煙が晴れると、砕けた岩の中から、青く帯電する塊がいくつも転がり出ていた。
パチ、パチ、と小さな火花が跳ねる。
「ありったけ持って帰りましょう!」
イベルタの指示に従い、俺は絶縁手袋をはめる。
触れた瞬間、微かな振動。
だが痺れはない。
「……本当に素手だったらヤバかったな」
「だから言ったじゃないですか」
袋いっぱいに詰め込む。
想像以上に重い。
これで700G。悪くない。
俺は周囲を見回した。

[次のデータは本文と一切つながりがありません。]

//! # mailvault-archive
//!
//! Mail-archive container reading for `MailVault`.
//!
//! This crate provides:
//! - Capability traits for archive containers, folders, messages and
//!   attachments ([`ArchiveSource`] and friends)
//! - A filesystem export backend ([`FsArchive`]): a directory tree of
//!   RFC-822 `.eml` files
//! - Tolerant header and MIME-lite message parsing (decode side only)
//!
//! Parsing is deliberately forgiving: archives recovered from litigation
//! holds are routinely damaged, and a sparse message must surface as `None`
//! fields rather than an error. Only structurally broken containers or
//! entries error.

#![warn(missing_docs)]
#![warn(clippy::all)]
#![warn(clippy::pedantic)]
#![forbid(unsafe_code)]

mod content_type;
mod error;
mod header;
mod message;
mod source;

pub mod encoding;

pub use content_type::ContentType;
pub use error::{Error, Result};
pub use header::Headers;
pub use message::{Part, RawMessage, TransferEncoding};
pub use source::{
    ArchiveAttachment, ArchiveFolder, ArchiveMessage, ArchiveSource, FsArchive, FsAttachment,
    FsFolder, FsMessage,
};
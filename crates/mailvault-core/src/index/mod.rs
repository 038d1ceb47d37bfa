//! Relational index models and storage.

mod model;
mod repository;

pub use model::{AttachmentRecord, IngestionStatus, MessageRecord};
pub use repository::IndexRepository;
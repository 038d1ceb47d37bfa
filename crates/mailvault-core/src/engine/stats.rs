//! Run statistics.

use chrono::{DateTime, Utc};
use serde::Serialize;

/// Counters for one ingestion run. Created at start, mutated throughout the
/// single-threaded traversal, finalized and returned at the end.
#[derive(Debug, Clone, Serialize)]
pub struct IngestionStats {
    /// Messages encountered, successful or not.
    pub total_messages: u64,
    /// Messages fully indexed and committed.
    pub successful: u64,
    /// Messages that failed anywhere in their pipeline.
    pub failed: u64,
    /// Attachments actually persisted (blob stored and row written).
    pub attachments_stored: u64,
    /// Distinct thread ids assigned during the run.
    pub threads_identified: u64,
    /// When the run started.
    pub started_at: DateTime<Utc>,
    /// When the run ended.
    pub ended_at: Option<DateTime<Utc>>,
    /// Wall-clock duration in seconds.
    pub duration_seconds: Option<f64>,
    /// Fatal error, when the run aborted. Per-message failures are counted,
    /// not reported here.
    #[serde(skip_serializing_if = "Option::is_none")]
    pub error: Option<String>,
}

impl IngestionStats {
    /// Starts a fresh stats record stamped with the current time.
    #[must_use]
    pub fn start() -> Self {
        Self {
            total_messages: 0,
            successful: 0,
            failed: 0,
            attachments_stored: 0,
            threads_identified: 0,
            started_at: Utc::now(),
            ended_at: None,
            duration_seconds: None,
            error: None,
        }
    }

    /// Stamps the end time, duration, and thread count.
    pub fn finalize(&mut self, threads_identified: usize) {
        let ended = Utc::now();
        self.threads_identified = u64::try_from(threads_identified).unwrap_or(u64::MAX);
        self.duration_seconds = (ended - self.started_at)
            .to_std()
            .ok()
            .map(|d| d.as_secs_f64());
        self.ended_at = Some(ended);
    }

    /// Whether the run aborted with a fatal error.
    #[must_use]
    pub const fn is_error(&self) -> bool {
        self.error.is_some()
    }
}

#[cfg(test)]
mod tests {
    use super::*;

    #[test]
    fn test_finalize_stamps_end_and_duration() {
        let mut stats = IngestionStats::start();
        stats.finalize(3);
        assert_eq!(stats.threads_identified, 3);
        assert!(stats.ended_at.is_some());
        assert!(stats.duration_seconds.is_some());
        assert!(!stats.is_error());
    }

    #[test]
    fn test_serializes_without_null_error() {
        let stats = IngestionStats::start();
        let json = serde_json::to_value(&stats).ok();
        let json = json.and_then(|v| v.as_object().cloned());
        assert!(json.is_some_and(|map| !map.contains_key("error")));
    }
}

静かだ、モンスターの気配もない。
「今回はモンスターにも出会わなかったし、楽勝だったな」
俺がそう言って入口へ歩き出そうとした、その瞬間、イベルタの手が俺の胸を押し止めた。
「止まって」
同時に、短剣が閃く。
キィンッ!
何かを叩き落とす。
「……矢?」
岩陰から、足音。
ゆっくりと現れたのは、長身の男。
整えられた銀髪。
上質な革鎧。
手には黒い弓。
冷たい視線がイベルタを射抜く。
「コソコソしないで出てきなよ、アルベルト」
イベルタの声は、さっきまでとは別人のように低い。
男は鼻で笑った。
「相変わらず勘だけは鋭いな」
洞窟内に響く、乾いた声。
「ローキンスの面汚しめ」
弓をゆっくりと構える。
「おとなしく死んでくれよ」
空気が変わる。
さっきまでの採取クエストの空気は消え失せ、張り詰めた殺気だけが残った。俺は状況を理解しきれないまま、銅の剣を握る。
「……知り合いか?」
「従兄弟、昔から嫌いだった」
短く答えるイベルタ。アルベルトと呼ばれた男が、口元を歪めた。
「出来損ないが冒険者ごっこか?相方も弱そうだな、そんなザコにしか相手にしてもらえなくなったかw」
視線が俺に向く。
値踏み。嘲笑。
胸の奥がチリ、と焼ける。
「ギャンさん、下がって」
「嫌だね」
即答だった。Level2?知るか。
俺はムカついたんだ。
「アルベルトは強い」
「そうか、でも舐められておうそれと引けねえな」
確率は待たない。
作るんだろ。
アルベルトの指が弦を引き絞る。
洞窟の奥で、雷鉄鉱石が不穏に青く瞬いた。